La poetessa serba, vive tra Belgrado e New York ed è un’icona mondiale della letteratura. Vanta nel suo percorso artistico amicizie e incontri importanti come Northrop Frye e Harold Bloom,Crnjanski e Vasko Popa, Mark Strand e Joseph Brodsky.Ma i temi ricorrenti sono l’identità del popolo slavo, l’amore per il mito e la madre Terra.

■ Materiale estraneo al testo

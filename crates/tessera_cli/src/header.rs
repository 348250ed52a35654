//! `tessera header`: show the cache header.

use tessera_cache::CacheError;
use tessera_common::ContentHash;

use crate::project::open_cache;
use crate::GlobalArgs;

/// Runs the `tessera header` command.
///
/// Prints the header length and hash. Returns exit code 1 if no header has
/// been written.
pub fn run(global: &GlobalArgs) -> Result<i32, Box<dyn std::error::Error>> {
    let cache = open_cache(global)?;
    let code = match cache.header() {
        Ok(bytes) => {
            println!("{}", describe(&bytes));
            0
        }
        Err(CacheError::HeaderNotFound { path }) => {
            eprintln!("no cache header at {}", path.display());
            1
        }
        Err(e) => return Err(e.into()),
    };
    cache.close()?;
    Ok(code)
}

fn describe(bytes: &[u8]) -> String {
    format!("{} bytes, hash {}", bytes.len(), ContentHash::from_bytes(bytes))
}

#[cfg(test)]
mod tests {
    use super::*;
    use tessera_cache::{CacheConfig, IncrementalCache};
    use tempfile::TempDir;

    fn global(tmp: &TempDir) -> GlobalArgs {
        GlobalArgs {
            verbose: false,
            config: None,
            cache_dir: Some(tmp.path().join("ic").to_str().unwrap().to_string()),
        }
    }

    #[test]
    fn missing_header_exits_with_one() {
        let tmp = TempDir::new().unwrap();
        assert_eq!(run(&global(&tmp)).unwrap(), 1);
    }

    #[test]
    fn present_header_exits_with_zero() {
        let tmp = TempDir::new().unwrap();
        let cache = IncrementalCache::open(CacheConfig::new(tmp.path().join("ic"))).unwrap();
        cache.set_header(b"abc").unwrap();
        cache.close().unwrap();
        assert_eq!(run(&global(&tmp)).unwrap(), 0);
    }

    #[test]
    fn describe_format() {
        let text = describe(b"abc");
        assert!(text.starts_with("3 bytes, hash "));
        assert!(text.ends_with(&ContentHash::from_bytes(b"abc").to_string()));
    }
}
//! The cache-wide header blob.
//!
//! The header is a single opaque file next to the persistent maps. Drivers
//! use it to fingerprint the state the cache was built for (compiler
//! version, flags); its contents are never interpreted here.

use std::path::{Path, PathBuf};

use crate::error::CacheError;

/// Reads and writes the header file of one cache directory.
#[derive(Debug, Clone)]
pub struct HeaderStore {
    cache_dir: PathBuf,
    file_name: String,
}

impl HeaderStore {
    /// Creates a header store for `<cache_dir>/<file_name>`.
    pub fn new(cache_dir: &Path, file_name: impl Into<String>) -> Self {
        Self {
            cache_dir: cache_dir.to_path_buf(),
            file_name: file_name.into(),
        }
    }

    /// Path of the header file.
    pub fn path(&self) -> PathBuf {
        self.cache_dir.join(&self.file_name)
    }

    /// Returns `true` if a header has been written.
    pub fn exists(&self) -> bool {
        self.path().is_file()
    }

    /// Reads the header; fails with [`CacheError::HeaderNotFound`] if it was
    /// never written.
    pub fn get(&self) -> Result<Vec<u8>, CacheError> {
        let path = self.path();
        match std::fs::read(&path) {
            Ok(bytes) => Ok(bytes),
            Err(e) if e.kind() == std::io::ErrorKind::NotFound => {
                Err(CacheError::HeaderNotFound { path })
            }
            Err(e) => Err(CacheError::io(path, e)),
        }
    }

    /// Replaces the header, creating the cache directory if needed.
    ///
    /// The blob is written to a temporary file and renamed into place, so a
    /// later [`HeaderStore::get`] sees either the old or the new blob.
    pub fn set(&self, bytes: &[u8]) -> Result<(), CacheError> {
        std::fs::create_dir_all(&self.cache_dir).map_err(|e| CacheError::io(&self.cache_dir, e))?;
        let path = self.path();
        let temp = path.with_extension("tmp");
        std::fs::write(&temp, bytes).map_err(|e| CacheError::io(&temp, e))?;
        std::fs::rename(&temp, &path).map_err(|e| CacheError::io(&path, e))?;
        tracing::debug!(path = %path.display(), len = bytes.len(), "wrote cache header");
        Ok(())
    }

    /// Deletes the header; a missing header is a no-op.
    pub fn remove(&self) -> Result<(), CacheError> {
        let path = self.path();
        match std::fs::remove_file(&path) {
            Ok(()) => Ok(()),
            Err(e) if e.kind() == std::io::ErrorKind::NotFound => Ok(()),
            Err(e) => Err(CacheError::io(path, e)),
        }
    }
}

Così si esprime Dante Maffia nella prefazione al libro:

E’ libro impegnato e lirico insieme; libro che sa porre l’accento sulla condizione umana e sui valori; libro che sottolinea in maniera dolce e corale, alla Boris Pasternak, per fare un riferimento, le ragioni delle radici; libro, direbbero sia Carlo Marx e sia Papa Bergoglio, civile, che non significa il contrario di incivile, ma che pone in essere problematiche vive, palpitanti, attuali, a cominciare dallo sfaldamento della Jugoslavia fino ad arrivare alla pandemia del coronavirus. Maja non è una poetessa che cincischia, che pilucca un chicco d’uva e si bea del sapore. Ella incide col bulino i sentimenti e ne ricava un canto appassionato e spesso superbo, però sempre tenuto su un piano di chiarezza espressiva per non creare confusione e ambiguità. E ancora: Belgrado ha una magia che si fa toccare con mano, un sapore che al Kalamegdan si riesce a godere e Maja Herman Sekulic , senza insistere, ha saputo farmi sentire queste emozioni nelle sue parole alate, lievi, perfino dolci, anche quando l’argomento trattato ha un retroterra drammatico o tragico

Una genealogia del ventesimo secolo

I

Discendo da due genealogie

che non esistono più,

Le mie radici sono in due stati

che non ci sono più,

ed entrambi erano piccoli Imperi del drago europeo,

entrambi andarono alla deriva

lungo il Danubio fino agli Inferi

uno all’inizio, l’altro alla fine del secolo.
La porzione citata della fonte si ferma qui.